[Dataset entries]
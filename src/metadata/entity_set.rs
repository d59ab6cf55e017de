use crate::metadata::{Member, RowType, TypeUsage};

/// A table-like source of rows the compiler can scan or mutate.
///
/// `name` is the model-level name; `table` overrides the store name the
/// compiler emits. When `defining_query` is set the set is backed by a query
/// text rather than a table: scans render `(<defining query>)` and mutations
/// against it are rejected.
#[derive(Debug, Clone, PartialEq, Eq, Hash)]
pub struct EntitySet {
    pub name: String,
    pub table: Option<String>,
    pub defining_query: Option<String>,
    pub element: RowType,
    pub keys: Vec<String>,
}

impl EntitySet {
    pub fn new(name: &str, element: RowType) -> Self {
        Self {
            name: name.to_string(),
            table: None,
            defining_query: None,
            element,
            keys: Vec::new(),
        }
    }

    pub fn with_table(mut self, table: &str) -> Self {
        self.table = Some(table.to_string());
        self
    }

    pub fn with_keys(mut self, keys: &[&str]) -> Self {
        self.keys = keys.iter().map(|k| k.to_string()).collect();
        self
    }

    pub fn with_defining_query(mut self, query: &str) -> Self {
        self.defining_query = Some(query.to_string());
        self
    }

    /// Name emitted for the set in query text.
    pub fn store_name(&self) -> &str {
        match &self.table {
            Some(table) if !table.is_empty() => table,
            _ => &self.name,
        }
    }

    pub fn element_type(&self) -> TypeUsage {
        TypeUsage::Row(self.element.clone())
    }

    /// Key members in declaration order. Keys naming unknown members are skipped.
    pub fn key_members(&self) -> Vec<&Member> {
        self.keys.iter().filter_map(|k| self.element.member(k)).collect()
    }
}

#[cfg(test)]
mod tests {
    use super::*;
    use crate::metadata::PrimitiveKind;

    fn disk_drives() -> EntitySet {
        EntitySet::new(
            "DiskDrives",
            RowType::new(vec![
                Member::new("SerialNumber", TypeUsage::primitive(PrimitiveKind::String)),
                Member::new("Size", TypeUsage::primitive(PrimitiveKind::Decimal)),
            ]),
        )
        .with_keys(&["SerialNumber"])
    }

    #[test]
    fn store_name_prefers_table() {
        let set = disk_drives();
        assert_eq!(set.store_name(), "DiskDrives");
        let set = set.with_table("Win32_DiskDrive");
        assert_eq!(set.store_name(), "Win32_DiskDrive");
    }

    #[test]
    fn key_members_resolve_case_insensitively() {
        let set = disk_drives().with_keys(&["serialnumber", "Nope"]);
        let keys = set.key_members();
        assert_eq!(keys.len(), 1);
        assert_eq!(keys[0].name, "SerialNumber");
    }
}
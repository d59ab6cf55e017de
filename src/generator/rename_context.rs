use std::collections::HashMap;

use tracing::trace;

/// Names handed out so far for one kind of alias, with the last numeric
/// suffix tried per base name. Keys ignore ASCII case.
#[derive(Debug, Default)]
pub struct AliasRegistry {
    last_suffix: HashMap<String, u32>,
}

impl AliasRegistry {
    fn key(name: &str) -> String {
        name.to_ascii_lowercase()
    }

    /// Mark `name` as used.
    pub fn register(&mut self, name: &str) {
        self.last_suffix.entry(Self::key(name)).or_insert(0);
    }

    pub fn contains(&self, name: &str) -> bool {
        self.last_suffix.contains_key(&Self::key(name))
    }

    /// Next unused `base{n}`, registering it before returning.
    pub fn fresh_name(&mut self, base: &str) -> String {
        let mut suffix = self.last_suffix.get(&Self::key(base)).copied().unwrap_or(0);
        let candidate = loop {
            suffix += 1;
            let candidate = format!("{base}{suffix}");
            if !self.contains(&candidate) {
                break candidate;
            }
        };
        self.last_suffix.insert(Self::key(base), suffix);
        self.last_suffix.insert(Self::key(&candidate), 0);
        candidate
    }

    pub fn len(&self) -> usize {
        self.last_suffix.len()
    }

    pub fn is_empty(&self) -> bool {
        self.last_suffix.is_empty()
    }
}

/// The per-compilation alias state. The visit pass registers every extent
/// and column name it emits; the render pass draws fresh names from it.
#[derive(Debug, Default)]
pub struct RenameContext {
    pub extents: AliasRegistry,
    pub columns: AliasRegistry,
}

impl RenameContext {
    pub fn new() -> Self {
        Self::default()
    }

    pub fn fresh_extent_name(&mut self, base: &str) -> String {
        let name = self.extents.fresh_name(base);
        trace!(target: "querygen::rename", from = base, to = %name, "extent alias renamed");
        name
    }

    pub fn fresh_column_name(&mut self, base: &str) -> String {
        let name = self.columns.fresh_name(base);
        trace!(target: "querygen::rename", from = base, to = %name, "column alias renamed");
        name
    }
}
use std::rc::Rc;

use super::QueryCompiler;
use crate::{
    generator::{CompileResult, JoinSymbol, SqlFragment, Statement, StatementRef, Symbol},
    tree::{Expr, ExpressionBinding},
};

impl QueryCompiler<'_> {
    /// Joins write into the statement of an enclosing join when there is one,
    /// so a chain of joins ends up as a single FROM list.
    pub(super) fn visit_join(
        &mut self,
        inputs: &[&ExpressionBinding],
        keyword: &str,
        condition: Option<&Expr>,
    ) -> CompileResult<StatementRef> {
        let flatten_into_parent = self.is_parent_a_join();
        let statement = if flatten_into_parent {
            self.current_statement()?
        } else {
            let statement = Statement::new_ref();
            statement.borrow_mut().all_join_extents = Some(Vec::new());
            self.statements.push(statement.clone());
            statement
        };

        self.scopes.enter_scope();
        let joined = self.visit_join_inputs(&statement, inputs, keyword, condition);
        self.scopes.exit_scope();
        if !flatten_into_parent {
            self.statements.pop();
        }
        joined?;
        Ok(statement)
    }

    fn visit_join_inputs(
        &mut self,
        statement: &StatementRef,
        inputs: &[&ExpressionBinding],
        keyword: &str,
        condition: Option<&Expr>,
    ) -> CompileResult<()> {
        for (index, input) in inputs.iter().enumerate() {
            if index > 0 {
                statement.borrow_mut().from.append_line().append(keyword).append(" ");
            }
            let needs_join_context = input.expr.is_scan() || (index == 0 && (input.expr.is_join() || input.expr.is_apply()));
            let first_new_extent = statement.borrow().from_extents.len();

            self.join_context.push(needs_join_context);
            let fragment = self.visit(&input.expr);
            self.join_context.pop();
            self.process_join_input_result(fragment?, statement, input, first_new_extent)?;
        }

        if let Some(condition) = condition {
            self.join_context.push(false);
            let condition_sql = self.visit(condition);
            self.join_context.pop();
            statement.borrow_mut().from.append(" ON ").append(condition_sql?);
        }
        Ok(())
    }

    /// Bind the join input's variable: either to the extents a flattened
    /// child join added to `statement`, or to a new extent for a subselect.
    fn process_join_input_result(
        &mut self,
        fragment: SqlFragment,
        statement: &StatementRef,
        input: &ExpressionBinding,
        first_new_extent: usize,
    ) -> CompileResult<()> {
        if matches!(&fragment, SqlFragment::Statement(s) if Rc::ptr_eq(s, statement)) {
            let symbol = {
                let mut st = statement.borrow_mut();
                let extents: Vec<_> = st.from_extents.drain(first_new_extent..).collect();
                let symbol = Symbol::join(&input.var_name, input.var_type.clone(), JoinSymbol::new(extents));
                st.from_extents.push(symbol.clone());
                symbol
            };
            self.scopes.add(&input.var_name, symbol);
            return Ok(());
        }

        let mut from_symbol = None;
        match fragment {
            SqlFragment::Statement(sub) => {
                if sub.borrow().select.is_empty() {
                    let columns = self.add_default_columns(&sub)?;
                    if input.expr.is_join() || input.expr.is_apply() {
                        let extents = sub.borrow().from_extents.clone();
                        let nested = JoinSymbol::nested(extents, columns, Vec::new());
                        from_symbol = Some(Symbol::join(&input.var_name, input.var_type.clone(), nested));
                    } else {
                        let first = sub.borrow().from_extents.first().cloned();
                        if let Some(old) = first.as_ref().and_then(|s| s.as_join()) {
                            let nested = JoinSymbol::nested(old.extents.clone(), columns, old.flattened.clone());
                            from_symbol = Some(Symbol::join(&input.var_name, input.var_type.clone(), nested));
                        }
                    }
                }
                statement.borrow_mut().from.append("(").append(sub).append(")");
            }
            other if input.expr.is_scan() => {
                statement.borrow_mut().from.append(other);
            }
            other => Self::wrap_non_query_extent(statement, other, input.expr.is_function()),
        }

        let symbol = from_symbol.unwrap_or_else(|| Symbol::extent(&input.var_name, input.var_type.clone()));
        self.add_from_symbol(statement, &input.var_name, symbol.clone(), true);
        statement.borrow_mut().all_join_extents.get_or_insert_with(Vec::new).push(symbol);
        Ok(())
    }
}
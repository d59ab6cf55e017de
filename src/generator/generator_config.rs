use serde::{Deserialize, Serialize};

use crate::generator::{CompileError, CompileResult};

/// Knobs for the emitted dialect.
#[derive(Debug, Clone, PartialEq, Eq, Serialize, Deserialize)]
#[serde(default)]
pub struct GeneratorConfig {
    /// Break clauses onto their own lines and indent nested statements with tabs.
    pub pretty: bool,
    /// Prefix of parameter references; synthesized parameters are `{prefix}p{n}`.
    pub parameter_prefix: String,
    /// Expression yielding the key of the last inserted row.
    pub last_insert_id: String,
    /// Predicate that holds when the previous statement touched a row.
    pub row_changed_marker: String,
    /// Implicit row identifier column.
    pub rowid_column: String,
}

impl Default for GeneratorConfig {
    fn default() -> Self {
        Self {
            pretty: false,
            parameter_prefix: "@".to_string(),
            last_insert_id: "last_insert_rowid()".to_string(),
            row_changed_marker: "changes() > 0".to_string(),
            rowid_column: "rowid".to_string(),
        }
    }
}

impl GeneratorConfig {
    pub fn new() -> Self {
        Self::default()
    }

    pub fn pretty() -> Self {
        Self { pretty: true, ..Self::default() }
    }

    pub fn from_json_str(text: &str) -> CompileResult<Self> {
        serde_json::from_str(text).map_err(|e| CompileError::invalid_argument(format!("invalid generator config: {e}")))
    }

    /// `name` with the parameter prefix, unless it already carries it.
    pub fn parameter_name(&self, name: &str) -> String {
        if name.starts_with(&self.parameter_prefix) {
            return name.to_string();
        }
        format!("{}{}", self.parameter_prefix, name)
    }
}

#[cfg(test)]
mod tests {
    use super::*;

    #[test]
    fn partial_json_keeps_defaults() {
        let cfg = GeneratorConfig::from_json_str(r#"{ "pretty": true, "last_insert_id": "@@IDENTITY" }"#).unwrap();
        assert!(cfg.pretty);
        assert_eq!(cfg.last_insert_id, "@@IDENTITY");
        assert_eq!(cfg.rowid_column, "rowid");
        assert_eq!(cfg.parameter_name("p0"), "@p0");
        assert_eq!(cfg.parameter_name("@Name"), "@Name");
    }

    #[test]
    fn malformed_json_is_invalid_argument() {
        assert!(matches!(GeneratorConfig::from_json_str("{"), Err(CompileError::InvalidArgument(_))));
    }
}
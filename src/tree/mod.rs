pub mod operators;
pub use operators::*;

pub mod constant;
pub use constant::*;

pub mod function;
pub use function::*;

pub mod binding;
pub use binding::*;

pub mod expr;
pub use expr::*;

pub mod command_tree;
pub use command_tree::*;
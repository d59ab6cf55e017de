use std::sync::Arc;

use crate::{metadata::TypeUsage, tree::Expr};

/// How a function parameter passes its value.
#[derive(Debug, Clone, Copy, PartialEq, Eq, Hash)]
pub enum ParameterMode {
    In,
    Out,
    InOut,
    ReturnValue,
}

#[derive(Debug, Clone, PartialEq, Eq, Hash)]
pub struct FunctionParameter {
    pub name: String,
    pub ty: TypeUsage,
    pub mode: ParameterMode,
}

impl FunctionParameter {
    pub fn new(name: &str, ty: TypeUsage, mode: ParameterMode) -> Self {
        Self { name: name.to_string(), ty, mode }
    }
}

/// Metadata of a store or built-in function.
///
/// `store_name` overrides `name` in the emitted text. Niladic functions are
/// written without an argument list (`CURRENT_TIMESTAMP`).
#[derive(Debug, Clone, PartialEq, Eq, Hash)]
pub struct FunctionMeta {
    pub name: String,
    pub schema: Option<String>,
    pub store_name: Option<String>,
    pub built_in: bool,
    pub niladic: bool,
    pub return_type: TypeUsage,
    pub parameters: Vec<FunctionParameter>,
}

impl FunctionMeta {
    pub fn built_in(name: &str, return_type: TypeUsage) -> Self {
        Self {
            name: name.to_string(),
            schema: None,
            store_name: None,
            built_in: true,
            niladic: false,
            return_type,
            parameters: Vec::new(),
        }
    }

    pub fn store(name: &str, return_type: TypeUsage) -> Self {
        Self { built_in: false, ..Self::built_in(name, return_type) }
    }

    pub fn niladic(mut self) -> Self {
        self.niladic = true;
        self
    }

    pub fn with_schema(mut self, schema: &str) -> Self {
        self.schema = Some(schema.to_string());
        self
    }

    pub fn with_store_name(mut self, store_name: &str) -> Self {
        self.store_name = Some(store_name.to_string());
        self
    }

    pub fn with_parameter(mut self, parameter: FunctionParameter) -> Self {
        self.parameters.push(parameter);
        self
    }

    /// Name written into query text.
    pub fn emitted_name(&self) -> &str {
        match &self.store_name {
            Some(name) if !name.is_empty() => name,
            _ => &self.name,
        }
    }

    pub fn parameter(&self, name: &str) -> Option<&FunctionParameter> {
        self.parameters.iter().find(|p| p.name == name)
    }
}

#[derive(Debug, Clone, PartialEq, Eq, Hash)]
pub struct FunctionCall {
    pub function: Arc<FunctionMeta>,
    pub args: Vec<Expr>,
}

/// An aggregate computed by a `GroupBy` node.
#[derive(Debug, Clone, PartialEq, Eq, Hash)]
pub struct AggregateCall {
    pub function: Arc<FunctionMeta>,
    pub distinct: bool,
    pub argument: Expr,
}

impl AggregateCall {
    pub fn new(function: Arc<FunctionMeta>, argument: Expr) -> Self {
        Self { function, distinct: false, argument }
    }

    pub fn distinct(mut self) -> Self {
        self.distinct = true;
        self
    }
}

#[cfg(test)]
mod tests {
    use super::*;
    use crate::metadata::PrimitiveKind;

    #[test]
    fn store_name_wins_over_model_name() {
        let f = FunctionMeta::store("Length", TypeUsage::primitive(PrimitiveKind::Int32))
            .with_store_name("LEN");
        assert_eq!(f.emitted_name(), "LEN");
        assert!(!f.built_in);

        let g = FunctionMeta::built_in("COUNT", TypeUsage::primitive(PrimitiveKind::Int32));
        assert_eq!(g.emitted_name(), "COUNT");
    }
}
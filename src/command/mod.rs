pub mod parameter;
pub use parameter::*;

pub mod command_builder;
pub use command_builder::*;
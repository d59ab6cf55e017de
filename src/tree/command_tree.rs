use std::sync::Arc;

use indexmap::IndexMap;

use crate::{
    metadata::TypeUsage,
    tree::{Expr, ExpressionBinding, FunctionMeta},
};

/// `column = value` inside an INSERT or UPDATE.
#[derive(Debug, Clone, PartialEq, Eq, Hash)]
pub struct SetClause {
    pub property: String,
    pub value: Expr,
}

impl SetClause {
    pub fn new(property: &str, value: Expr) -> Self {
        Self { property: property.to_string(), value }
    }
}

/// Target is a binding over a `Scan`; `returning` lists members to read back.
#[derive(Debug, Clone, PartialEq, Eq, Hash)]
pub struct InsertTree {
    pub target: ExpressionBinding,
    pub set_clauses: Vec<SetClause>,
    pub returning: Vec<String>,
}

#[derive(Debug, Clone, PartialEq, Eq, Hash)]
pub struct UpdateTree {
    pub target: ExpressionBinding,
    pub predicate: Expr,
    pub set_clauses: Vec<SetClause>,
    pub returning: Vec<String>,
}

#[derive(Debug, Clone, PartialEq, Eq, Hash)]
pub struct DeleteTree {
    pub target: ExpressionBinding,
    pub predicate: Expr,
    pub returning: Vec<String>,
}

/// Everything the compiler accepts as input.
#[derive(Debug, Clone, PartialEq, Eq)]
pub enum CommandTree {
    Query {
        query: Expr,
        parameters: IndexMap<String, TypeUsage>,
    },
    Function {
        function: Arc<FunctionMeta>,
        command_text: Option<String>,
        parameters: IndexMap<String, TypeUsage>,
    },
    Insert(InsertTree),
    Update(UpdateTree),
    Delete(DeleteTree),
}

impl CommandTree {
    pub fn query(query: Expr) -> Self {
        CommandTree::Query { query, parameters: IndexMap::new() }
    }

    pub fn function(function: Arc<FunctionMeta>, command_text: Option<&str>) -> Self {
        CommandTree::Function {
            function,
            command_text: command_text.map(str::to_string),
            parameters: IndexMap::new(),
        }
    }

    /// Declare a parameter on a query or function tree. Mutation trees carry no
    /// declared parameters and are returned unchanged.
    pub fn with_parameter(mut self, name: &str, ty: TypeUsage) -> Self {
        match &mut self {
            CommandTree::Query { parameters, .. } | CommandTree::Function { parameters, .. } => {
                parameters.insert(name.to_string(), ty);
            }
            _ => {}
        }
        self
    }

    pub fn parameters(&self) -> Option<&IndexMap<String, TypeUsage>> {
        match self {
            CommandTree::Query { parameters, .. } | CommandTree::Function { parameters, .. } => Some(parameters),
            _ => None,
        }
    }

    pub fn is_mutation(&self) -> bool {
        matches!(self, CommandTree::Insert(_) | CommandTree::Update(_) | CommandTree::Delete(_))
    }

    pub fn kind_name(&self) -> &'static str {
        match self {
            CommandTree::Query { .. } => "query",
            CommandTree::Function { .. } => "function",
            CommandTree::Insert(_) => "insert",
            CommandTree::Update(_) => "update",
            CommandTree::Delete(_) => "delete",
        }
    }
}
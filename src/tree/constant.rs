use std::fmt;

use chrono::{DateTime, FixedOffset, NaiveDateTime, NaiveTime};
use ordered_float::NotNan;
use serde::Serialize;
use uuid::Uuid;

use crate::metadata::PrimitiveKind;

/// Exact decimal as an integer mantissa and a base-10 scale.
#[derive(Debug, Clone, Copy, PartialEq, Eq, Hash, Serialize)]
pub struct DecimalValue {
    pub mantissa: i128,
    pub scale: u32,
}

impl DecimalValue {
    pub fn new(mantissa: i128, scale: u32) -> Self {
        Self { mantissa, scale }
    }

    /// Parse invariant text such as `-12.50`. Exponents are not accepted.
    pub fn parse(text: &str) -> Option<Self> {
        let text = text.trim();
        let (negative, digits) = match text.strip_prefix('-') {
            Some(rest) => (true, rest),
            None => (false, text.strip_prefix('+').unwrap_or(text)),
        };
        let (int_part, frac_part) = match digits.split_once('.') {
            Some((i, f)) => (i, f),
            None => (digits, ""),
        };
        if int_part.is_empty() && frac_part.is_empty() {
            return None;
        }
        if !int_part.chars().chain(frac_part.chars()).all(|c| c.is_ascii_digit()) {
            return None;
        }
        let joined = format!("{int_part}{frac_part}");
        let magnitude: i128 = if joined.is_empty() { 0 } else { joined.parse().ok()? };
        let mantissa = if negative { -magnitude } else { magnitude };
        Some(Self::new(mantissa, frac_part.len() as u32))
    }
}

impl From<i64> for DecimalValue {
    fn from(v: i64) -> Self {
        Self::new(v as i128, 0)
    }
}

impl fmt::Display for DecimalValue {
    fn fmt(&self, f: &mut fmt::Formatter<'_>) -> fmt::Result {
        let sign = if self.mantissa < 0 { "-" } else { "" };
        let digits = self.mantissa.unsigned_abs().to_string();
        let scale = self.scale as usize;
        if scale == 0 {
            return write!(f, "{sign}{digits}");
        }
        let padded = if digits.len() <= scale {
            format!("{}{}", "0".repeat(scale + 1 - digits.len()), digits)
        } else {
            digits
        };
        let (int_part, frac_part) = padded.split_at(padded.len() - scale);
        write!(f, "{sign}{int_part}.{frac_part}")
    }
}

/// Value of a constant node.
#[derive(Debug, Clone, PartialEq, Eq, Hash, Serialize)]
pub enum ConstantValue {
    Binary(Vec<u8>),
    Boolean(bool),
    Byte(u8),
    SByte(i8),
    DateTime(NaiveDateTime),
    DateTimeOffset(DateTime<FixedOffset>),
    Time(NaiveTime),
    Decimal(DecimalValue),
    Double(NotNan<f64>),
    Single(NotNan<f32>),
    Guid(Uuid),
    Int16(i16),
    Int32(i32),
    Int64(i64),
    String(String),
}

impl ConstantValue {
    pub fn kind(&self) -> PrimitiveKind {
        match self {
            ConstantValue::Binary(_) => PrimitiveKind::Binary,
            ConstantValue::Boolean(_) => PrimitiveKind::Boolean,
            ConstantValue::Byte(_) => PrimitiveKind::Byte,
            ConstantValue::SByte(_) => PrimitiveKind::SByte,
            ConstantValue::DateTime(_) => PrimitiveKind::DateTime,
            ConstantValue::DateTimeOffset(_) => PrimitiveKind::DateTimeOffset,
            ConstantValue::Time(_) => PrimitiveKind::Time,
            ConstantValue::Decimal(_) => PrimitiveKind::Decimal,
            ConstantValue::Double(_) => PrimitiveKind::Double,
            ConstantValue::Single(_) => PrimitiveKind::Single,
            ConstantValue::Guid(_) => PrimitiveKind::Guid,
            ConstantValue::Int16(_) => PrimitiveKind::Int16,
            ConstantValue::Int32(_) => PrimitiveKind::Int32,
            ConstantValue::Int64(_) => PrimitiveKind::Int64,
            ConstantValue::String(_) => PrimitiveKind::String,
        }
    }
}

impl From<bool> for ConstantValue {
    fn from(v: bool) -> Self {
        ConstantValue::Boolean(v)
    }
}

impl From<u8> for ConstantValue {
    fn from(v: u8) -> Self {
        ConstantValue::Byte(v)
    }
}

impl From<i16> for ConstantValue {
    fn from(v: i16) -> Self {
        ConstantValue::Int16(v)
    }
}

impl From<i32> for ConstantValue {
    fn from(v: i32) -> Self {
        ConstantValue::Int32(v)
    }
}

impl From<i64> for ConstantValue {
    fn from(v: i64) -> Self {
        ConstantValue::Int64(v)
    }
}

impl From<NotNan<f64>> for ConstantValue {
    fn from(v: NotNan<f64>) -> Self {
        ConstantValue::Double(v)
    }
}

impl From<NotNan<f32>> for ConstantValue {
    fn from(v: NotNan<f32>) -> Self {
        ConstantValue::Single(v)
    }
}

impl From<DecimalValue> for ConstantValue {
    fn from(v: DecimalValue) -> Self {
        ConstantValue::Decimal(v)
    }
}

impl From<&str> for ConstantValue {
    fn from(v: &str) -> Self {
        ConstantValue::String(v.to_string())
    }
}

impl From<String> for ConstantValue {
    fn from(v: String) -> Self {
        ConstantValue::String(v)
    }
}

impl From<Vec<u8>> for ConstantValue {
    fn from(v: Vec<u8>) -> Self {
        ConstantValue::Binary(v)
    }
}

impl From<Uuid> for ConstantValue {
    fn from(v: Uuid) -> Self {
        ConstantValue::Guid(v)
    }
}

impl From<NaiveDateTime> for ConstantValue {
    fn from(v: NaiveDateTime) -> Self {
        ConstantValue::DateTime(v)
    }
}

#[cfg(test)]
mod tests {
    use super::*;

    #[test]
    fn decimal_display_keeps_scale() {
        assert_eq!(DecimalValue::new(12345, 2).to_string(), "123.45");
        assert_eq!(DecimalValue::new(-5, 1).to_string(), "-0.5");
        assert_eq!(DecimalValue::new(7, 3).to_string(), "0.007");
        assert_eq!(DecimalValue::new(100, 0).to_string(), "100");
        assert_eq!(DecimalValue::new(150, 2).to_string(), "1.50");
    }

    #[test]
    fn decimal_parse_round_trips_text() {
        for text in ["0.25", "-12.50", "42", "0.007"] {
            assert_eq!(DecimalValue::parse(text).unwrap().to_string(), text);
        }
        assert!(DecimalValue::parse("1e5").is_none());
        assert!(DecimalValue::parse("").is_none());
        assert!(DecimalValue::parse(".").is_none());
    }

    #[test]
    fn kinds_follow_variants() {
        assert_eq!(ConstantValue::from(3i64).kind(), PrimitiveKind::Int64);
        assert_eq!(ConstantValue::from("x").kind(), PrimitiveKind::String);
        assert_eq!(ConstantValue::from(Uuid::nil()).kind(), PrimitiveKind::Guid);
    }
}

What is expected » Search the records for the word "HashMap" and copy out every line that holds it.

Answer »
use std::collections::HashMap;
    last_suffix: HashMap<String, u32>,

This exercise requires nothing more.